A crucial aspect of the label-free sequencing of peptides and single proteins in solid-state nanopores via optical methods is the ability to control the translocation dynamics of the biomolecule, especially its speed. Very often, this dynamics is studied in terms of its effect on ionic currents through the nanopore. Herein, with attention to label-free optical sequencing methods, we directly study the translocation motion of (poly)peptides by molecular dynamics. By analysis of a vast set of simulations of polyglutamic acids, we show that the peptide elongation is determined by the electrostatic repulsion between the side chains, with less dependence on ionic strength and a more prominent effect of ion type, which emerges as a factor to control the peptide elongation for sequential amino acid detection. Instead, the ionic strength influences the speed of translocation under driving electrostatic fields.
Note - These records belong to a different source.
use gossa_ir::{BinaryOp, StringInterner};
use gossa_types::{Field, Idx, Pool};
use pretty_assertions::assert_eq;

use crate::{AstBuilder, Builtin, Intrinsic, Printer, RangeTarget};

fn setup() -> (Pool, AstBuilder) {
    let interner = StringInterner::shared();
    let pool = Pool::with_interner(interner.clone());
    let b = AstBuilder::new("main", interner);
    (pool, b)
}

#[test]
fn binary_operands_parenthesized_by_precedence() {
    let (pool, mut b) = setup();
    let x = b.local("x", Idx::INT);
    let (x1, x2) = (b.local_ref(x), b.local_ref(x));
    let one = b.int(1);
    let sum = b.arith(BinaryOp::Add, x1, one);
    let prod = b.arith(BinaryOp::Mul, sum, x2);
    let two = b.int(2);
    let flat = b.arith(BinaryOp::Mul, x2, two);
    let flat = b.arith(BinaryOp::Add, one, flat);
    let pkg = b.finish();
    let p = Printer::new(&pkg, &pool);
    assert_eq!(p.expr(prod), "(x + 1) * x");
    assert_eq!(p.expr(flat), "1 + x * 2");
}

#[test]
fn calls_and_simple_statements() {
    let (mut pool, mut b) = setup();
    let ints = pool.slice(Idx::INT);
    let xs = b.local("xs", ints);
    let n = b.local("n", Idx::INT);
    let xs_ref = b.local_ref(xs);
    let len = b.call_builtin(Builtin::Len, vec![xs_ref], Idx::INT);
    let def = b.define1(n, len);
    let msg = b.string("hi");
    let n_ref = b.local_ref(n);
    let println = b.call_intrinsic(Intrinsic::FmtPrintln, vec![msg, n_ref], Idx::EMPTY_TUPLE);
    let print = b.expr_stmt(println);
    let n_ref = b.local_ref(n);
    let inc = b.inc(n_ref);
    let xs_ref = b.local_ref(xs);
    let spread = b.call_spread(xs_ref, vec![], Idx::EMPTY_TUPLE);
    let spread = b.expr_stmt(spread);
    let ret = b.ret(vec![]);
    let brk = b.brk(Some("outer"));
    let pkg = b.finish();
    let p = Printer::new(&pkg, &pool);
    assert_eq!(p.stmt(def), "n := len(xs)");
    assert_eq!(p.stmt(print), r#"fmt.Println("hi", n)"#);
    assert_eq!(p.stmt(inc), "n++");
    assert_eq!(p.stmt(spread), "xs(...)");
    assert_eq!(p.stmt(ret), "return");
    assert_eq!(p.stmt(brk), "break outer");
}

#[test]
fn embedded_field_hops_are_implicit() {
    let (mut pool, mut b) = setup();
    let x_name = pool.intern_name("x");
    let inner = pool.struct_type(&[Field::new(x_name, Idx::INT)]);
    let inner = pool.named("main", "Inner", inner);
    let inner_ptr = pool.pointer(inner);
    let inner_name = pool.intern_name("Inner");
    let outer = pool.struct_type(&[Field::embedded(inner_name, inner_ptr)]);
    let outer = pool.named("main", "Outer", outer);
    let o = b.local("o", outer);
    let o_ref = b.local_ref(o);
    let fx = b.field(o_ref, vec![0, 0], Idx::INT);
    let pkg = b.finish();
    assert_eq!(Printer::new(&pkg, &pool).expr(fx), "o.x");
}

#[test]
fn compound_statements_render_headers() {
    let (mut pool, mut b) = setup();
    let ints = pool.slice(Idx::INT);
    let xs = b.local("xs", ints);
    let i = b.local("i", Idx::INT);
    let v = b.local("v", Idx::INT);
    let xs_ref = b.local_ref(xs);
    let range = b.range(
        Some(RangeTarget::Local(i)),
        Some(RangeTarget::Local(v)),
        xs_ref,
        vec![],
    );
    let i_ref = b.local_ref(i);
    let three = b.int(3);
    let cond = b.cmp(BinaryOp::Lt, i_ref, three);
    let if_ = b.if_(None, cond, vec![], None);
    let sel = b.select(vec![]);
    let pkg = b.finish();
    let p = Printer::new(&pkg, &pool);
    assert_eq!(p.stmt(range), "for i, v := range xs");
    assert_eq!(p.stmt(if_), "if i < 3");
    assert_eq!(p.stmt(sel), "select");
}
/// Unified storage for all types.
#[derive(Clone)]
pub struct Pool {
    items: Vec<Item>,
    flags: Vec<TypeFlags>,
    extra: Vec<u32>,
    intern_map: FxHashMap<(Tag, Box<[u32]>), Idx>,
    named: Vec<NamedInfo>,
    type_params: Vec<TypeParamInfo>,
    /// `(template, args) -> instance`.
    instances: FxHashMap<(Idx, Box<[Idx]>), Idx>,
    /// `template -> instances`, for deferred underlying/method propagation.
    instances_of: FxHashMap<Idx, Vec<Idx>>,
    interner: SharedInterner,
}

impl Default for Pool {
    fn default() -> Self {
        Self::new()
    }
}
//! Cooperative goroutine scheduling.
//!
//! Goroutines run one at a time on the host thread. The running goroutine
//! is taken out of the table; everything else is either queued (runnable)
//! or parked. A goroutine parks only at a channel operation, a `select`,
//! `Mutex.Lock` or `WaitGroup.Wait`, and yields at `runtime.Gosched`.
//!
//! Waits are registered with a ticket. Waking checks the ticket, so a
//! goroutine that waited on several channels in a `select` is woken at most
//! once; the registrations left on the other channels go stale and are
//! skipped.

mod chan;
mod sync;

use std::collections::VecDeque;
use std::fmt;

use gossa_ssa::FnId;
use parking_lot::Mutex;
use rustc_hash::FxHashMap;
use tracing::debug;

use crate::interpreter::frame::Frame;
use crate::interpreter::PanicRecord;
use crate::value::{Pointer, Value};

use chan::Channel;
use sync::{MutexState, WaitGroupState};

/// Goroutine id. The main goroutine is `1`.
#[derive(Copy, Clone, PartialEq, Eq, Hash, PartialOrd, Ord)]
pub struct GoId(u32);

impl GoId {
    pub const fn raw(self) -> u32 {
        self.0
    }
}

impl fmt::Debug for GoId {
    fn fmt(&self, f: &mut fmt::Formatter<'_>) -> fmt::Result {
        write!(f, "g{}", self.0)
    }
}

impl fmt::Display for GoId {
    fn fmt(&self, f: &mut fmt::Formatter<'_>) -> fmt::Result {
        write!(f, "{}", self.0)
    }
}

/// An active panic of one goroutine.
#[derive(Clone, Debug)]
pub(crate) struct PanicState {
    pub value: Value,
    pub recovered: bool,
}

/// What a parked goroutine finds when it resumes. The blocked instruction
/// runs again and consumes it.
#[derive(Clone, Debug, PartialEq)]
pub(crate) enum Wake {
    /// A receiver took the value of a plain send.
    Sent,
    /// A plain receive completed; `ok` is false for a closed channel.
    Received { value: Value, ok: bool },
    /// Case `index` of a `select` completed. `value` is set for receives.
    Selected {
        index: usize,
        value: Option<Value>,
        ok: bool,
    },
    /// The channel was closed under a blocked sender.
    SendClosed,
    /// The mutex was handed over, or the wait group reached zero.
    Released,
}

pub(crate) struct Goroutine {
    pub id: GoId,
    pub frames: Vec<Frame>,
    pub panic: Option<PanicState>,
    /// Panics superseded by a later panic, oldest first.
    pub aborted: Vec<PanicRecord>,
    pub wake: Option<Wake>,
    /// Ticket of the current wait; `0` when not waiting.
    pub ticket: u64,
    /// Function to call once the frame stack empties (`main` after the
    /// package initializer).
    pub then: Option<FnId>,
}

impl Goroutine {
    pub fn new(id: GoId) -> Self {
        Goroutine {
            id,
            frames: Vec::new(),
            panic: None,
            aborted: Vec::new(),
            wake: None,
            ticket: 0,
            then: None,
        }
    }
}

struct Counters {
    next_goroutine: u32,
    next_ticket: u64,
}

pub(crate) struct Scheduler {
    /// Every goroutine except the running one.
    table: FxHashMap<GoId, Goroutine>,
    run_queue: VecDeque<GoId>,
    chans: Vec<Channel>,
    mutexes: FxHashMap<Pointer, MutexState>,
    wait_groups: FxHashMap<Pointer, WaitGroupState>,
    ids: Mutex<Counters>,
}

impl Scheduler {
    pub fn new() -> Self {
        Scheduler {
            table: FxHashMap::default(),
            run_queue: VecDeque::new(),
            chans: Vec::new(),
            mutexes: FxHashMap::default(),
            wait_groups: FxHashMap::default(),
            ids: Mutex::new(Counters {
                next_goroutine: 1,
                next_ticket: 1,
            }),
        }
    }

    pub fn next_goroutine_id(&self) -> GoId {
        let mut ids = self.ids.lock();
        let id = GoId(ids.next_goroutine);
        ids.next_goroutine += 1;
        id
    }

    pub fn next_ticket(&self) -> u64 {
        let mut ids = self.ids.lock();
        let t = ids.next_ticket;
        ids.next_ticket += 1;
        t
    }

    /// Add a new goroutine at the back of the run queue.
    pub fn spawn(&mut self, g: Goroutine) {
        debug!(goroutine = %g.id, "spawn");
        self.run_queue.push_back(g.id);
        self.table.insert(g.id, g);
    }

    /// Take the next runnable goroutine out of the table.
    pub fn take_runnable(&mut self) -> Option<Goroutine> {
        while let Some(id) = self.run_queue.pop_front() {
            if let Some(g) = self.table.remove(&id) {
                return Some(g);
            }
        }
        None
    }

    /// Put back a goroutine that blocked. It runs again only once woken.
    pub fn park(&mut self, g: Goroutine) {
        debug!(goroutine = %g.id, ticket = g.ticket, "block");
        self.table.insert(g.id, g);
    }

    /// Put back a goroutine that is still runnable.
    pub fn requeue(&mut self, g: Goroutine) {
        self.run_queue.push_back(g.id);
        self.table.insert(g.id, g);
    }

    /// Whether `id` is parked on the wait registered as `ticket`.
    pub fn is_waiting(&self, id: GoId, ticket: u64) -> bool {
        self.table.get(&id).is_some_and(|g| g.ticket == ticket)
    }

    /// Wake `id` if it is still parked on `ticket`.
    pub fn wake(&mut self, id: GoId, ticket: u64, wake: Wake) -> bool {
        wake_in(&mut self.table, &mut self.run_queue, id, ticket, wake)
    }

    pub fn num_goroutines(&self) -> usize {
        self.table.len()
    }
}

fn wake_in(
    table: &mut FxHashMap<GoId, Goroutine>,
    run_queue: &mut VecDeque<GoId>,
    id: GoId,
    ticket: u64,
    wake: Wake,
) -> bool {
    match table.get_mut(&id) {
        Some(g) if g.ticket == ticket && ticket != 0 => {
            g.ticket = 0;
            g.wake = Some(wake);
            run_queue.push_back(id);
            true
        }
        _ => false,
    }
}

#[cfg(test)]
mod tests;
//! Block and value bookkeeping for one function under construction.
//!
//! Follows the "position at a block, emit, terminate" pattern. Variables
//! are tracked per block and φ-nodes are placed on the fly (Braun et al.,
//! "Simple and Efficient Construction of Static Single Assignment Form"):
//!
//! - a read that misses the current block places an operand-less φ there
//!   and records it as incomplete
//! - [`FuncBuilder::finish`] seals every block at once: predecessor lists
//!   are final, so incomplete φs receive one operand per predecessor
//! - trivial φs (all operands equal, ignoring self references) are then
//!   replaced by their single operand until a fixpoint is reached
//! - a φ with no operand at all reads a variable that is undefined on
//!   every path; it becomes the zero value of its type

use gossa_cfg::forward_reachable;
use gossa_ir::{ConstValue, LocalId, Span};
use gossa_types::Idx;
use rustc_hash::FxHashMap;
use smallvec::SmallVec;
use tracing::warn;

use crate::ir::{Block, BlockId, Instr, Terminator, VarId};

/// Something the SSA renamer tracks.
#[derive(Copy, Clone, Debug, PartialEq, Eq, Hash)]
pub(crate) enum VarKey {
    /// A source local. For locals living in a heap cell the tracked value
    /// is the cell's address.
    Local(LocalId),
    /// A builder-introduced variable (loop counters, iterators).
    Temp(u32),
}

struct BlockBuilder {
    comment: &'static str,
    phis: Vec<Instr>,
    instrs: Vec<Instr>,
    term: Option<Terminator>,
    preds: Vec<BlockId>,
    span: Span,
}

/// Function body under construction.
pub(crate) struct FuncBuilder {
    blocks: Vec<BlockBuilder>,
    current: BlockId,
    var_types: Vec<Idx>,
    defs: FxHashMap<(VarKey, BlockId), VarId>,
    /// φs waiting for operands: `(block, variable, φ)`.
    incomplete: Vec<(BlockId, VarKey, VarId)>,
    next_temp: u32,
    span: Span,
}

/// Blocks and value types of a finished body.
pub(crate) struct FinishedBody {
    pub blocks: Vec<Block>,
    pub var_types: Vec<Idx>,
}

impl FuncBuilder {
    /// Create a builder with an entry block.
    pub fn new(span: Span) -> Self {
        let mut b = FuncBuilder {
            blocks: Vec::new(),
            current: BlockId::new(0),
            var_types: Vec::new(),
            defs: FxHashMap::default(),
            incomplete: Vec::new(),
            next_temp: 0,
            span,
        };
        let entry = b.new_block("entry");
        b.position_at(entry);
        b
    }

    // Blocks

    pub fn new_block(&mut self, comment: &'static str) -> BlockId {
        let id = BlockId::new(self.blocks.len() as u32);
        self.blocks.push(BlockBuilder {
            comment,
            phis: Vec::new(),
            instrs: Vec::new(),
            term: None,
            preds: Vec::new(),
            span: self.span,
        });
        id
    }

    pub fn position_at(&mut self, block: BlockId) {
        debug_assert!(block.index() < self.blocks.len(), "{block} out of bounds");
        self.current = block;
    }

    #[inline]
    pub fn current_block(&self) -> BlockId {
        self.current
    }

    #[inline]
    pub fn is_terminated(&self) -> bool {
        self.blocks[self.current.index()].term.is_some()
    }

    pub fn has_preds(&self, block: BlockId) -> bool {
        !self.blocks[block.index()].preds.is_empty()
    }

    /// Continue in a fresh block nothing jumps to (yet). Code following
    /// `return`, `break`, `panic`, ... lands here.
    pub fn start_dead_block(&mut self) {
        let b = self.new_block("unreachable");
        self.position_at(b);
    }

    /// Span recorded on blocks created from now on.
    pub fn set_span(&mut self, span: Span) {
        self.span = span;
    }

    // Values

    pub fn fresh_var(&mut self, ty: Idx) -> VarId {
        let id = VarId::new(self.var_types.len() as u32);
        self.var_types.push(ty);
        id
    }

    #[inline]
    pub fn var_type(&self, v: VarId) -> Idx {
        self.var_types[v.index()]
    }

    pub fn fresh_temp(&mut self) -> VarKey {
        let t = VarKey::Temp(self.next_temp);
        self.next_temp += 1;
        t
    }

    /// Append an instruction to the current block.
    pub fn push(&mut self, instr: Instr) {
        let block = &mut self.blocks[self.current.index()];
        debug_assert!(
            block.term.is_none(),
            "emitting into terminated block {}",
            self.current
        );
        debug_assert!(!instr.is_phi(), "φs go through add_phi");
        block.instrs.push(instr);
    }

    /// Emit a value-producing instruction built by `make` around a fresh
    /// destination of type `ty`.
    pub fn emit(&mut self, ty: Idx, make: impl FnOnce(VarId) -> Instr) -> VarId {
        let dst = self.fresh_var(ty);
        self.push(make(dst));
        dst
    }

    pub fn emit_const(&mut self, ty: Idx, value: ConstValue) -> VarId {
        self.emit(ty, |dst| Instr::Const { dst, ty, value })
    }

    /// Add a complete φ to `block`; `edges` follow its predecessor order.
    pub fn add_phi(&mut self, block: BlockId, ty: Idx, edges: Vec<VarId>) -> VarId {
        let dst = self.fresh_var(ty);
        self.blocks[block.index()]
            .phis
            .push(Instr::Phi { dst, ty, edges });
        dst
    }

    pub fn preds(&self, block: BlockId) -> &[BlockId] {
        &self.blocks[block.index()].preds
    }

    // Variables

    pub fn write_var(&mut self, key: VarKey, value: VarId) {
        self.defs.insert((key, self.current), value);
    }

    /// Current value of `key` in the current block; `ty` types a φ placed
    /// on a miss.
    pub fn read_var(&mut self, key: VarKey, ty: Idx) -> VarId {
        if let Some(&v) = self.defs.get(&(key, self.current)) {
            return v;
        }
        let block = self.current;
        let phi = self.add_phi(block, ty, Vec::new());
        self.incomplete.push((block, key, phi));
        self.defs.insert((key, block), phi);
        phi
    }

    /// Read once every predecessor list is final. Always places a φ (even
    /// for a single predecessor) so unreachable single-predecessor cycles
    /// terminate; trivial φs are removed afterwards.
    fn read_var_sealed(&mut self, key: VarKey, block: BlockId, ty: Idx) -> VarId {
        if let Some(&v) = self.defs.get(&(key, block)) {
            return v;
        }
        let phi = self.add_phi(block, ty, Vec::new());
        if self.has_preds(block) {
            self.incomplete.push((block, key, phi));
        }
        self.defs.insert((key, block), phi);
        phi
    }

    // Terminators

    fn set_term(&mut self, term: Terminator) {
        let current = self.current;
        for succ in term.succs() {
            self.blocks[succ.index()].preds.push(current);
        }
        let block = &mut self.blocks[current.index()];
        debug_assert!(block.term.is_none(), "block {current} already terminated");
        block.term = Some(term);
    }

    pub fn jump(&mut self, target: BlockId) {
        self.set_term(Terminator::Jump(target));
    }

    pub fn branch(&mut self, cond: VarId, then: BlockId, els: BlockId) {
        if then == els {
            self.jump(then);
        } else {
            self.set_term(Terminator::If { cond, then, els });
        }
    }

    pub fn ret(&mut self, values: Vec<VarId>) {
        self.set_term(Terminator::Return(values));
    }

    pub fn panic(&mut self, value: VarId) {
        self.set_term(Terminator::Panic(value));
    }

    pub fn unreachable(&mut self) {
        self.set_term(Terminator::Unreachable);
    }

    // Finalization

    /// Seal all blocks, drop trivial φs, compute liveness from `entry`
    /// and `extra_roots`.
    pub fn finish(mut self, extra_roots: &[BlockId]) -> FinishedBody {
        for (i, bb) in self.blocks.iter_mut().enumerate() {
            if bb.term.is_none() {
                warn!(block = i, "unterminated block in SSA, adding Unreachable");
                bb.term = Some(Terminator::Unreachable);
            }
        }

        self.seal_all();
        let subst = self.remove_trivial_phis();

        let lookup = |v: VarId| resolve(&subst, v);
        let mut blocks: Vec<Block> = self
            .blocks
            .into_iter()
            .enumerate()
            .map(|(i, bb)| {
                let mut instrs = bb.phis;
                instrs.extend(bb.instrs);
                for instr in &mut instrs {
                    instr.map_operands(lookup);
                }
                let mut term = bb.term.unwrap_or(Terminator::Unreachable);
                term.map_operands(lookup);
                Block {
                    id: BlockId::new(i as u32),
                    comment: bb.comment,
                    succs: term.succs(),
                    instrs,
                    term,
                    preds: bb.preds,
                    live: false,
                    span: bb.span,
                }
            })
            .collect();

        let succs = |i: usize| {
            blocks[i]
                .succs
                .iter()
                .map(|s| s.index())
                .collect::<SmallVec<[usize; 2]>>()
        };
        let mut live = forward_reachable(blocks.len(), 0, succs);
        for root in extra_roots {
            let from_root = forward_reachable(blocks.len(), root.index(), succs);
            for (l, r) in live.iter_mut().zip(from_root) {
                *l |= r;
            }
        }
        for (block, live) in blocks.iter_mut().zip(live) {
            block.live = live;
        }

        FinishedBody {
            blocks,
            var_types: self.var_types,
        }
    }

    fn seal_all(&mut self) {
        while let Some((block, key, phi)) = self.incomplete.pop() {
            let ty = self.var_types[phi.index()];
            let preds = self.blocks[block.index()].preds.clone();
            let edges: Vec<VarId> = preds
                .into_iter()
                .map(|p| self.read_var_sealed(key, p, ty))
                .collect();
            if let Some(Instr::Phi { edges: slot, .. }) = self.blocks[block.index()]
                .phis
                .iter_mut()
                .find(|i| i.dst() == Some(phi))
            {
                *slot = edges;
            }
        }
    }

    /// Replace trivial φs until nothing changes; returns the substitution.
    fn remove_trivial_phis(&mut self) -> FxHashMap<VarId, VarId> {
        let mut subst: FxHashMap<VarId, VarId> = FxHashMap::default();
        let mut zeros: Vec<(usize, VarId, Idx)> = Vec::new();
        let mut changed = true;
        while changed {
            changed = false;
            for (bi, bb) in self.blocks.iter_mut().enumerate() {
                bb.phis.retain(|phi| {
                    let Instr::Phi { dst, ty, edges } = phi else {
                        return true;
                    };
                    let mut same = None;
                    for &op in edges {
                        let op = resolve(&subst, op);
                        if op == *dst || Some(op) == same {
                            continue;
                        }
                        if same.is_some() {
                            return true;
                        }
                        same = Some(op);
                    }
                    match same {
                        Some(v) => {
                            subst.insert(*dst, v);
                        }
                        None => zeros.push((bi, *dst, *ty)),
                    }
                    changed = true;
                    false
                });
            }
        }
        for (bi, dst, ty) in zeros {
            self.blocks[bi].instrs.insert(
                0,
                Instr::Const {
                    dst,
                    ty,
                    value: ConstValue::Nil,
                },
            );
        }
        subst
    }
}

fn resolve(subst: &FxHashMap<VarId, VarId>, mut v: VarId) -> VarId {
    while let Some(&next) = subst.get(&v) {
        v = next;
    }
    v
}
Through comparative analysis of simulations with and without confinement of the peptide in a gold nanopore, we quantify the influence of the nanopore on the sequential transit of amino acids and clarify the role of the peptide–pore interaction in promoting the peptide elongation and slowing down their translocation. We identify a stop-and-go translocation mechanism that can be controlled by lateral electric fields, such as in experimental “hot spots”, to achieve translocation velocities adequate for single-amino acid detection, while the use of appropriate ions also favors elongated peptide poses suitable for single-amino acid detection. We also present experiments on polyglutamic acid translocation which, compared with the theoretical results, turn out to be compatible with the stop-and-go translocation mechanism. The translocation mechanism, which is characterized by the proximity of the peptide to the nanopore surface, raises expectations for the promising use of plasmonic hot spots in single-amino acid detection.